━━ Task data ━━

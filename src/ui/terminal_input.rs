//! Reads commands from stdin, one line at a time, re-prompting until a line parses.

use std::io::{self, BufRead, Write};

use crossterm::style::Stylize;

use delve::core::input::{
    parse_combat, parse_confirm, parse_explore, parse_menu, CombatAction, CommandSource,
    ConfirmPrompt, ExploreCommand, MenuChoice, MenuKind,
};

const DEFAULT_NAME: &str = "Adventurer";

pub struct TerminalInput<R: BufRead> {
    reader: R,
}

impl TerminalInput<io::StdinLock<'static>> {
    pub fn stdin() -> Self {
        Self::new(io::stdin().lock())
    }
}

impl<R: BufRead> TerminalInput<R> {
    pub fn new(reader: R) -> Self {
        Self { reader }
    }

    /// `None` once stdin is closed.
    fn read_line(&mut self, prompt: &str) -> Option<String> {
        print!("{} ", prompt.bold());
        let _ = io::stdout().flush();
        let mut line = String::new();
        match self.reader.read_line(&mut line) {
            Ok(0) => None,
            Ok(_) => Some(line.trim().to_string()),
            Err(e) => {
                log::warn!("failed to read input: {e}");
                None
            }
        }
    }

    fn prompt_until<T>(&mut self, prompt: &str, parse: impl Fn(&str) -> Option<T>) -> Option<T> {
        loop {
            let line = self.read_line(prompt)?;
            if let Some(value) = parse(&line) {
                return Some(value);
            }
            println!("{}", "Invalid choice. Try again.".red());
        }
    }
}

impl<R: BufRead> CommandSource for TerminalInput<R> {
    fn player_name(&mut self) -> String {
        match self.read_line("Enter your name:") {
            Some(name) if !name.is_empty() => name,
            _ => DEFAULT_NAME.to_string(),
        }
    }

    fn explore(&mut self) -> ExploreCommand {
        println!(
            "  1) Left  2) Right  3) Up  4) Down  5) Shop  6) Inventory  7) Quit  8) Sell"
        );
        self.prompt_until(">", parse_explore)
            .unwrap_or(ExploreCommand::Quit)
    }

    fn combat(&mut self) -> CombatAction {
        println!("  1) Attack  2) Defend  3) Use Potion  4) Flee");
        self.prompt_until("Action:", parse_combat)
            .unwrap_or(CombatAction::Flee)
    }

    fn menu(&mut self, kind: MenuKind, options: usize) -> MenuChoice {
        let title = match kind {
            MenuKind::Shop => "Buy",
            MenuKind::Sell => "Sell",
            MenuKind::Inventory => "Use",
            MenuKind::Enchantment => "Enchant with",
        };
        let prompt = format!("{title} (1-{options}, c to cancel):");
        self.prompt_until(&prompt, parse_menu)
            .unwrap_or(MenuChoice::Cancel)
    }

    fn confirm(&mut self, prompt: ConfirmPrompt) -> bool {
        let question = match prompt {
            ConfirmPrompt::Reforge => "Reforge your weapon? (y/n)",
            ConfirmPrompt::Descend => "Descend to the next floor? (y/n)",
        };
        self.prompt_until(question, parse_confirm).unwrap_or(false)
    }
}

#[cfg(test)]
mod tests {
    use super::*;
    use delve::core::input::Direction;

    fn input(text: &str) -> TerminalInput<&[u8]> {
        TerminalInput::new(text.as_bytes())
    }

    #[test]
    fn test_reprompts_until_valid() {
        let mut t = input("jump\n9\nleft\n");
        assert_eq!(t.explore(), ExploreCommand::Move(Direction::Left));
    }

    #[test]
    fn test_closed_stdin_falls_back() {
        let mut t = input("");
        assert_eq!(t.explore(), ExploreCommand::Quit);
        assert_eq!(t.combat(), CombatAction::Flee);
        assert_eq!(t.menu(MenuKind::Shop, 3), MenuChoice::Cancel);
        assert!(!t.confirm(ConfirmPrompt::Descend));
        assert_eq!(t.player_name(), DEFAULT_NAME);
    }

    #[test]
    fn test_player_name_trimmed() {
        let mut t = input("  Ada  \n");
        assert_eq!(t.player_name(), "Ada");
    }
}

━━━
━━ Task data ━━

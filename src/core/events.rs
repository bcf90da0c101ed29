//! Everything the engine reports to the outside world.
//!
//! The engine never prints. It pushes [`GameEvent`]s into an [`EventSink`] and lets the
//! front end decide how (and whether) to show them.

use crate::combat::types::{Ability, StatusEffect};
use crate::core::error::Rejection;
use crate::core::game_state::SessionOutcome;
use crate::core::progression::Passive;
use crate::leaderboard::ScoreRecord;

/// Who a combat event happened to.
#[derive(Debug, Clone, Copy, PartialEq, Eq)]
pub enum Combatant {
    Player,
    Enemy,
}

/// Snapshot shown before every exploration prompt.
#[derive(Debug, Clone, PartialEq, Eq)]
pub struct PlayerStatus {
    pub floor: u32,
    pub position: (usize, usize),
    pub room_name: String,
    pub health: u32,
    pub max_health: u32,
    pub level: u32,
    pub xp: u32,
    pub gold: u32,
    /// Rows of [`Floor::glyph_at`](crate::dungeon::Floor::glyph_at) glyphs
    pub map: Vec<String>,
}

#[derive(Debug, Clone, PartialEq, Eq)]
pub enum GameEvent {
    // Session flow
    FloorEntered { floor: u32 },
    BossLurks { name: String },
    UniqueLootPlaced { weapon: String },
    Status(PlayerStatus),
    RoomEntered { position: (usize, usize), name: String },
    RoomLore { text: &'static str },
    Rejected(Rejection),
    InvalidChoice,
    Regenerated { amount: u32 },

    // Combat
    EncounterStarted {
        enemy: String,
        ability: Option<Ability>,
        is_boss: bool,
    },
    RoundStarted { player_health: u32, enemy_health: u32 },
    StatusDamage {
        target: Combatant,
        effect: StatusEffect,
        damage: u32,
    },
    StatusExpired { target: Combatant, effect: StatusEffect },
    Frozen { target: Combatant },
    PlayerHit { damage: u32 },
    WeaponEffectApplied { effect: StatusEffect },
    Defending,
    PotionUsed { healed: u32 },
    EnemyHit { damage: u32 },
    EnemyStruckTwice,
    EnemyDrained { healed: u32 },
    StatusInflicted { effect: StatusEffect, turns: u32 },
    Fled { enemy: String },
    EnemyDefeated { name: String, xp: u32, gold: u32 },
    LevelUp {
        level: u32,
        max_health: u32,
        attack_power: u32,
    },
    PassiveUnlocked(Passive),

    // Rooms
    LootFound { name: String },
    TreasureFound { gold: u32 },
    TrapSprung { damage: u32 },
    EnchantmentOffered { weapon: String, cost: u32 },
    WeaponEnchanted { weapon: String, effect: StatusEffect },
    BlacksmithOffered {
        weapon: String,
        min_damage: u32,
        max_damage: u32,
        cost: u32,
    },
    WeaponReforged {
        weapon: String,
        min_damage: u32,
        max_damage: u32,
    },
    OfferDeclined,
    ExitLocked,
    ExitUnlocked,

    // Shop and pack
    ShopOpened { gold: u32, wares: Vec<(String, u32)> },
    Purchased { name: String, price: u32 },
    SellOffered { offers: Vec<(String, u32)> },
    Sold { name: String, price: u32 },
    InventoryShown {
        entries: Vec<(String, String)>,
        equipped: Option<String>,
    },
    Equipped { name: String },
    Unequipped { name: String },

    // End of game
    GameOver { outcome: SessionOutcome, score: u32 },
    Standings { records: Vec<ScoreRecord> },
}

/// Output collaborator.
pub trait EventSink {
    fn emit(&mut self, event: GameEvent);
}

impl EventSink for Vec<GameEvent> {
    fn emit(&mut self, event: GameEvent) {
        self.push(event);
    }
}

━━━
━━ Task data ━━

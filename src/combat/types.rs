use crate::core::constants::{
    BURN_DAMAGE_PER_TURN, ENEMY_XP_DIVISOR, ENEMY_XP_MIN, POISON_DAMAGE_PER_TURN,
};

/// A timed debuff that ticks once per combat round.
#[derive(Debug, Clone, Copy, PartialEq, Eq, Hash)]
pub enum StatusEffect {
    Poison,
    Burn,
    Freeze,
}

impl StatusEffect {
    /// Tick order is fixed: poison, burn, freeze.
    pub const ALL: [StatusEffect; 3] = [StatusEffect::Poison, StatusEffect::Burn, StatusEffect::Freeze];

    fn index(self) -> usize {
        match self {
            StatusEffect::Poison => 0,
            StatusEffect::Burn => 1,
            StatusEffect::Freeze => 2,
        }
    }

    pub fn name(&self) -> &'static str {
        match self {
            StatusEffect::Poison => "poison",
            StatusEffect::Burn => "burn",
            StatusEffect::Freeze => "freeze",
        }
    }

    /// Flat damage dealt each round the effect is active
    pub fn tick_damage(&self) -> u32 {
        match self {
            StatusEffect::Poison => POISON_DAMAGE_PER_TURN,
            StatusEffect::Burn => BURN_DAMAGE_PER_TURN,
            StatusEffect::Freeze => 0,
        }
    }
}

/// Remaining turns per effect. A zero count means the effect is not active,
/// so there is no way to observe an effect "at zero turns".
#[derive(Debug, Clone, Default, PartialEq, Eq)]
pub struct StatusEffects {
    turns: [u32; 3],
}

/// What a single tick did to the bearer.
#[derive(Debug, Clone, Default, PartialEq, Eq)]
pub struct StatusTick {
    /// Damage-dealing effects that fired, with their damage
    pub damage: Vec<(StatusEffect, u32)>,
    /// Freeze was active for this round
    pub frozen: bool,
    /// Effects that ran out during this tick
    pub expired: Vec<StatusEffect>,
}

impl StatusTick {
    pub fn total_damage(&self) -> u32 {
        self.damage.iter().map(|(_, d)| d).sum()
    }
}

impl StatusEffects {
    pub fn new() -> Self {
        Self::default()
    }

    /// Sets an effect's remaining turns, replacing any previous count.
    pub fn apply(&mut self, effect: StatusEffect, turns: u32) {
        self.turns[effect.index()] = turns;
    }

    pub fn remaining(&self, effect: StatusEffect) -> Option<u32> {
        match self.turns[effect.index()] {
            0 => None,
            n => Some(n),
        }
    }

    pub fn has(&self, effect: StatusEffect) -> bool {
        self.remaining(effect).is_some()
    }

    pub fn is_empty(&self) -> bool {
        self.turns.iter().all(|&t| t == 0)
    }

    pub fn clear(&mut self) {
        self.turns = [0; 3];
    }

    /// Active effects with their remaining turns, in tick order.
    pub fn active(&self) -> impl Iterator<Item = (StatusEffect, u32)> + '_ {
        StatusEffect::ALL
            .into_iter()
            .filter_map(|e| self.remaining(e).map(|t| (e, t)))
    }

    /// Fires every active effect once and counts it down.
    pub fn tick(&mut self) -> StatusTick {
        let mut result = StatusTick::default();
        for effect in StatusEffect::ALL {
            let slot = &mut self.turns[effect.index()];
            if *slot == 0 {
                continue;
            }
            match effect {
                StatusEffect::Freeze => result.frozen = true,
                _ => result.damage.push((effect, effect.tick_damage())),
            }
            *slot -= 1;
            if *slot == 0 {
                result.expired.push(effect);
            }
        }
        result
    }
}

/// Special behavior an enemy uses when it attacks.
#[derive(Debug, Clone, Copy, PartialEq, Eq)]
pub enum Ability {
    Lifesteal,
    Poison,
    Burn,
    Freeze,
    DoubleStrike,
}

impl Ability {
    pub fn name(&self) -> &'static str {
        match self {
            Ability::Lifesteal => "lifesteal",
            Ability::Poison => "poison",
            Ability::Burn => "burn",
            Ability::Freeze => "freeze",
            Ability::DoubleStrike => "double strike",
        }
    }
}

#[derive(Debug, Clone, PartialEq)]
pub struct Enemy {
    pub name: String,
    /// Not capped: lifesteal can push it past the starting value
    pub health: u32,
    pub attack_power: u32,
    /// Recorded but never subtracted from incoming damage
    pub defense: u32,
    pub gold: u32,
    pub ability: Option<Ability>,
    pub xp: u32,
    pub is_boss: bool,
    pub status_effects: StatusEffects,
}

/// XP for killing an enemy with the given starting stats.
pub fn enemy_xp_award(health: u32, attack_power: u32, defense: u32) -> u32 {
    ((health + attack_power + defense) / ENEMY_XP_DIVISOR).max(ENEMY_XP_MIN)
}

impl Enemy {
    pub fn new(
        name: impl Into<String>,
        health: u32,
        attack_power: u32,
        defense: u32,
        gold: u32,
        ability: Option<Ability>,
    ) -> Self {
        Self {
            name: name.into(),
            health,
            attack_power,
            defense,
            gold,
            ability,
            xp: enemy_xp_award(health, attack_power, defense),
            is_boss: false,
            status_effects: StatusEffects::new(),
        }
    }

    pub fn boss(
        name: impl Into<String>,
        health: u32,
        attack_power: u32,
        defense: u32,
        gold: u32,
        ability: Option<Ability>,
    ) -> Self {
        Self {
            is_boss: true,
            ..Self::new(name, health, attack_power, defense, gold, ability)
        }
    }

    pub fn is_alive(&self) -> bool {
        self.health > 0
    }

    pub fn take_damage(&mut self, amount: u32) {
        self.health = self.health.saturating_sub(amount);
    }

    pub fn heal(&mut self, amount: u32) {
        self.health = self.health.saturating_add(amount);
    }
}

━━━

Task instructions = All lines above between those holding "impl<R: BufRead> CommandSource" and "use super::*;", inclusive, must be set down unchanged, and no other line may be included.

Expected output =
impl<R: BufRead> CommandSource for TerminalInput<R> {
    fn player_name(&mut self) -> String {
        match self.read_line("Enter your name:") {
            Some(name) if !name.is_empty() => name,
            _ => DEFAULT_NAME.to_string(),
        }
    }

    fn explore(&mut self) -> ExploreCommand {
        println!(
            "  1) Left  2) Right  3) Up  4) Down  5) Shop  6) Inventory  7) Quit  8) Sell"
        );
        self.prompt_until(">", parse_explore)
            .unwrap_or(ExploreCommand::Quit)
    }

    fn combat(&mut self) -> CombatAction {
        println!("  1) Attack  2) Defend  3) Use Potion  4) Flee");
        self.prompt_until("Action:", parse_combat)
            .unwrap_or(CombatAction::Flee)
    }

    fn menu(&mut self, kind: MenuKind, options: usize) -> MenuChoice {
        let title = match kind {
            MenuKind::Shop => "Buy",
            MenuKind::Sell => "Sell",
            MenuKind::Inventory => "Use",
            MenuKind::Enchantment => "Enchant with",
        };
        let prompt = format!("{title} (1-{options}, c to cancel):");
        self.prompt_until(&prompt, parse_menu)
            .unwrap_or(MenuChoice::Cancel)
    }

    fn confirm(&mut self, prompt: ConfirmPrompt) -> bool {
        let question = match prompt {
            ConfirmPrompt::Reforge => "Reforge your weapon? (y/n)",
            ConfirmPrompt::Descend => "Descend to the next floor? (y/n)",
        };
        self.prompt_until(question, parse_confirm).unwrap_or(false)
    }
}

#[cfg(test)]
mod tests {
    use super::*;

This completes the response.